Restate the records exactly. Include all of them.

********************

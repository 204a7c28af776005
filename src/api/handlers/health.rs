//! Health check endpoint handlers.

use axum::{Router, extract::State, http::StatusCode, response::Json, routing::get};

use crate::api::dto::{HealthResponse, HealthStatus};
use crate::state::AppState;

/// Creates health check routes.
///
/// # Routes
/// - `GET /health` - Basic health check
/// - `GET /health/live` - Liveness probe
pub fn health_routes() -> Router<AppState> {
    Router::new()
        .route("/health", get(health_check))
        .route("/health/live", get(liveness_check))
}

/// Reports the version, the registered sites and how many tasks exist.
/// Degraded when no site adapters are registered.
pub async fn health_check(State(state): State<AppState>) -> Json<HealthResponse> {
    let sites: Vec<String> = state
        .orchestrator
        .list_sites()
        .into_iter()
        .map(str::to_string)
        .collect();
    let status = if sites.is_empty() {
        HealthStatus::Degraded
    } else {
        HealthStatus::Healthy
    };

    Json(HealthResponse {
        status,
        version: state.settings.application.version.clone(),
        timestamp: jiff::Timestamp::now().to_string(),
        sites,
        tasks: state.orchestrator.task_count(),
    })
}

pub async fn liveness_check() -> StatusCode {
    StatusCode::OK
}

********************

- **Exercise response**:
repository 204a7c28af776005
filename src/api/handlers/health.rs
//! Health check endpoint handlers.

use axum::{Router, extract::State, http::StatusCode, response::Json, routing::get};

use crate::api::dto::{HealthResponse, HealthStatus};
use crate::state::AppState;

/// Creates health check routes.
///
/// # Routes
/// - `GET /health` - Basic health check
/// - `GET /health/live` - Liveness probe
pub fn health_routes() -> Router<AppState> {
    Router::new()
        .route("/health", get(health_check))
        .route("/health/live", get(liveness_check))
}

/// Reports the version, the registered sites and how many tasks exist.
/// Degraded when no site adapters are registered.
pub async fn health_check(State(state): State<AppState>) -> Json<HealthResponse> {
    let sites: Vec<String> = state
        .orchestrator
        .list_sites()
        .into_iter()
        .map(str::to_string)
        .collect();
    let status = if sites.is_empty() {
        HealthStatus::Degraded
    } else {
        HealthStatus::Healthy
    };

    Json(HealthResponse {
        status,
        version: state.settings.application.version.clone(),
        timestamp: jiff::Timestamp::now().to_string(),
        sites,
        tasks: state.orchestrator.task_count(),
    })
}

pub async fn liveness_check() -> StatusCode {
    StatusCode::OK
}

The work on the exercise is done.